Anti-Cruising Laws Aim to Drive away Wandering Cars

Cruisin' town is about to get a little tougher in Binghamton, NY if City Councilman Pat Russo's anti-cruising legislation passes.  Three years ago, Russo counted 22 times as the same vehicle passed his Pine Street porch. Prompted by wandering vehicles that he said frequent his downtown neighborhood, Russo has asked the city attorney to draft "anti-cruising" legislation that would prohibit cars from cruising in designated areas at certain times. Under Russo's envisioned law, vehicles that pass by a specific sign more than three times in a three-hour period could be stopped, questioned and fined.  "This gives a police officer an opportunity to stop people looking for drugs, looking for prostitutes," Russo said. "I guarantee you'll get 10 guys in one night."

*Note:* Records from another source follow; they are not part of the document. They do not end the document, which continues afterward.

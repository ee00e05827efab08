use std::fs;
use std::process::ExitCode;

use camino::{Utf8Path, Utf8PathBuf};
use clap::{Args, Parser, Subcommand};
use miette::IntoDiagnostic;
use tracing_subscriber::EnvFilter;

use hca_cellxgene_exporter::assemble::{self, DatasetMetadata, MatrixAssembler};
use hca_cellxgene_exporter::batch::{self, BatchResolver, BatchRow, ObservationCache};
use hca_cellxgene_exporter::bundle;
use hca_cellxgene_exporter::config::{FailurePolicy, LibPrepPolicy, Overrides, RunConfig};
use hca_cellxgene_exporter::domain::BiomaterialId;
use hca_cellxgene_exporter::error::ExportError;
use hca_cellxgene_exporter::ingest::{IngestClient, IngestHttpClient};
use hca_cellxgene_exporter::observation::Observation;
use hca_cellxgene_exporter::report::RunReport;

#[derive(Parser)]
#[command(name = "hca-cellxgene")]
#[command(about = "Export HCA ingest metadata into cellxgene-ready observation tables and datasets")]
#[command(version, author)]
struct Cli {
    #[command(flatten)]
    common: CommonArgs,

    #[command(subcommand)]
    command: Commands,
}

#[derive(Args)]
struct CommonArgs {
    #[arg(long, global = true)]
    ingest_api: Option<String>,

    #[arg(long, global = true)]
    resolver_workers: Option<usize>,

    #[arg(long, global = true)]
    assembly_workers: Option<usize>,

    #[arg(long, global = true, value_enum)]
    lib_prep_policy: Option<LibPrepPolicy>,

    #[arg(long, global = true, value_enum)]
    on_failure: Option<FailurePolicy>,

    #[arg(short, long, global = true, default_value = "out")]
    output: Utf8PathBuf,
}

#[derive(Subcommand)]
enum Commands {
    #[command(about = "Resolve observations and write obs.csv")]
    Obs(ObsArgs),
    #[command(about = "Resolve observations, assemble matrices and write the dataset bundle")]
    Dataset(DatasetArgs),
}

#[derive(Args)]
struct ObsArgs {
    #[arg(long, conflicts_with = "uuid")]
    input: Option<Utf8PathBuf>,

    #[arg(long)]
    uuid: Option<BiomaterialId>,

    #[arg(long, requires = "uuid")]
    cell_type: Option<String>,

    #[arg(long, requires = "uuid", default_value_t = 1)]
    rows: usize,
}

#[derive(Args)]
struct DatasetArgs {
    #[arg(long)]
    input: Utf8PathBuf,

    #[arg(long)]
    title: String,

    #[arg(long)]
    x_normalization: String,
}

fn main() -> ExitCode {
    if let Err(report) = run() {
        eprintln!("{report:?}");
        if let Some(export) = report.downcast_ref::<ExportError>() {
            return ExitCode::from(map_exit_code(export));
        }
        return ExitCode::from(1);
    }
    ExitCode::SUCCESS
}

fn map_exit_code(error: &ExportError) -> u8 {
    match error {
        ExportError::InvalidBiomaterialId(_)
        | ExportError::BatchInput(_)
        | ExportError::Config(_)
        | ExportError::NotFound(_) => 2,
        ExportError::IngestHttp(_)
        | ExportError::IngestStatus { .. }
        | ExportError::Resolution { .. }
        | ExportError::Partial { .. } => 3,
        _ => 1,
    }
}

fn run() -> miette::Result<()> {
    tracing_subscriber::fmt()
        .with_env_filter(EnvFilter::from_default_env())
        .with_target(false)
        .with_writer(std::io::stderr)
        .init();

    let cli = Cli::parse();
    let config = RunConfig::resolve(Overrides {
        ingest_api: cli.common.ingest_api.clone(),
        resolver_workers: cli.common.resolver_workers,
        assembly_workers: cli.common.assembly_workers,
        lib_prep_policy: cli.common.lib_prep_policy,
        on_failure: cli.common.on_failure,
    })
    .into_diagnostic()?;

    let client = IngestHttpClient::new(&config.ingest_api).into_diagnostic()?;

    match cli.command {
        Commands::Obs(args) => run_obs(args, &cli.common.output, &config, &client),
        Commands::Dataset(args) => run_dataset(args, &cli.common.output, &config, &client),
    }
}

fn run_obs<C: IngestClient>(
    args: ObsArgs,
    out_dir: &Utf8Path,
    config: &RunConfig,
    client: &C,
) -> miette::Result<()> {
    let rows = obs_rows(&args).into_diagnostic()?;

    let cache = ObservationCache::new();
    let resolver = BatchResolver::new(client, config.lib_prep_policy, config.resolver_workers);
    let outcomes = resolver.resolve_rows(&rows, &cache);

    let mut report = RunReport::new("obs", rows.len());
    report.record_outcomes(&outcomes);

    if config.on_failure == FailurePolicy::Abort {
        if let Some(failure) = outcomes.iter().find_map(|outcome| outcome.as_ref().err()) {
            return Err(ExportError::Resolution {
                uuid: failure.uuid.clone(),
                message: failure.message.clone(),
            })
            .into_diagnostic();
        }
    }

    let observations: Vec<Observation> = outcomes
        .iter()
        .filter_map(|outcome| outcome.as_ref().ok())
        .map(|resolved| resolved.observation.clone())
        .collect();

    let path = bundle::write_observations(out_dir, &observations).into_diagnostic()?;
    report.record_output(path.as_str());
    report.print().into_diagnostic()?;

    finish(&report)
}

fn run_dataset<C: IngestClient>(
    args: DatasetArgs,
    out_dir: &Utf8Path,
    config: &RunConfig,
    client: &C,
) -> miette::Result<()> {
    let text = fs::read_to_string(args.input.as_std_path())
        .map_err(|err| ExportError::Filesystem(format!("{}: {err}", args.input)))
        .into_diagnostic()?;
    let rows = batch::parse_rows(&text).into_diagnostic()?;

    let cache = ObservationCache::new();
    let resolver = BatchResolver::new(client, config.lib_prep_policy, config.resolver_workers);
    let outcomes = resolver.resolve_rows(&rows, &cache);

    let mut report = RunReport::new("dataset", rows.len());
    report.record_outcomes(&outcomes);

    if config.on_failure == FailurePolicy::Abort {
        if let Some(failure) = outcomes.iter().find_map(|outcome| outcome.as_ref().err()) {
            return Err(ExportError::Resolution {
                uuid: failure.uuid.clone(),
                message: failure.message.clone(),
            })
            .into_diagnostic();
        }
    }

    let requests = assemble::block_requests(&rows, &outcomes).into_diagnostic()?;
    let assembler = MatrixAssembler::new(config.assembly_workers).into_diagnostic()?;

    let mut blocks = Vec::new();
    for result in assembler.load_blocks(requests) {
        match result {
            Ok(block) => blocks.push(block),
            Err(failure) => {
                if config.on_failure == FailurePolicy::Abort {
                    return Err(failure.error).into_diagnostic();
                }
                report.record_block_failure(&failure);
            }
        }
    }

    let metadata = DatasetMetadata {
        schema_version: config.schema_version.clone(),
        title: args.title,
        x_normalization: args.x_normalization,
    };
    let dataset = assemble::concat(blocks, metadata).into_diagnostic()?;
    report.cells = Some(dataset.matrix.rows);

    let written = bundle::write_dataset(out_dir, &dataset).into_diagnostic()?;
    report.record_output(written.observations.as_str());
    report.record_output(written.matrix.as_str());
    report.record_output(written.metadata.as_str());
    report.print().into_diagnostic()?;

    finish(&report)
}

fn obs_rows(args: &ObsArgs) -> Result<Vec<BatchRow>, ExportError> {
    match (&args.input, &args.uuid) {
        (Some(input), None) => {
            let text = fs::read_to_string(input.as_std_path())
                .map_err(|err| ExportError::Filesystem(format!("{input}: {err}")))?;
            batch::parse_rows(&text)
        }
        (None, Some(uuid)) => {
            if args.rows == 0 {
                return Err(ExportError::BatchInput(
                    "rows must be at least 1".to_string(),
                ));
            }
            Ok(vec![
                BatchRow {
                    identifier: uuid.clone(),
                    cell_type: args.cell_type.clone(),
                    matrix: None,
                    barcodes: None,
                };
                args.rows
            ])
        }
        _ => Err(ExportError::BatchInput(
            "either --input or --uuid is required".to_string(),
        )),
    }
}

fn finish(report: &RunReport) -> miette::Result<()> {
    let failed = report.failed_rows();
    if failed > 0 {
        return Err(ExportError::Partial { failed }).into_diagnostic();
    }
    Ok(())
}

Similar laws have passed legal challenges in other municipalities. In York, Pennsylvania a community of about 40,000 people in southern Pennsylvania, a no-cruising law withstood a legal challenge in the late 1980s, when the Third Circuit Court of Appeals ruled in favor of the city.  Longmont, Colorado, a city of about 80,000 people north of Denver, passed an anti-cruising law in the summer of 2006 after persistent problems with gang-related cruising.  The Longmont law provides exceptions for emergency, government and livery vehicles, as well as drivers who have "legitimate business activities" or are headed to and from a religious service. Milwaukee, Wisconsin has one too; you can read about it in the "Frequently Forgotten Ordinances" link of the city's webpage.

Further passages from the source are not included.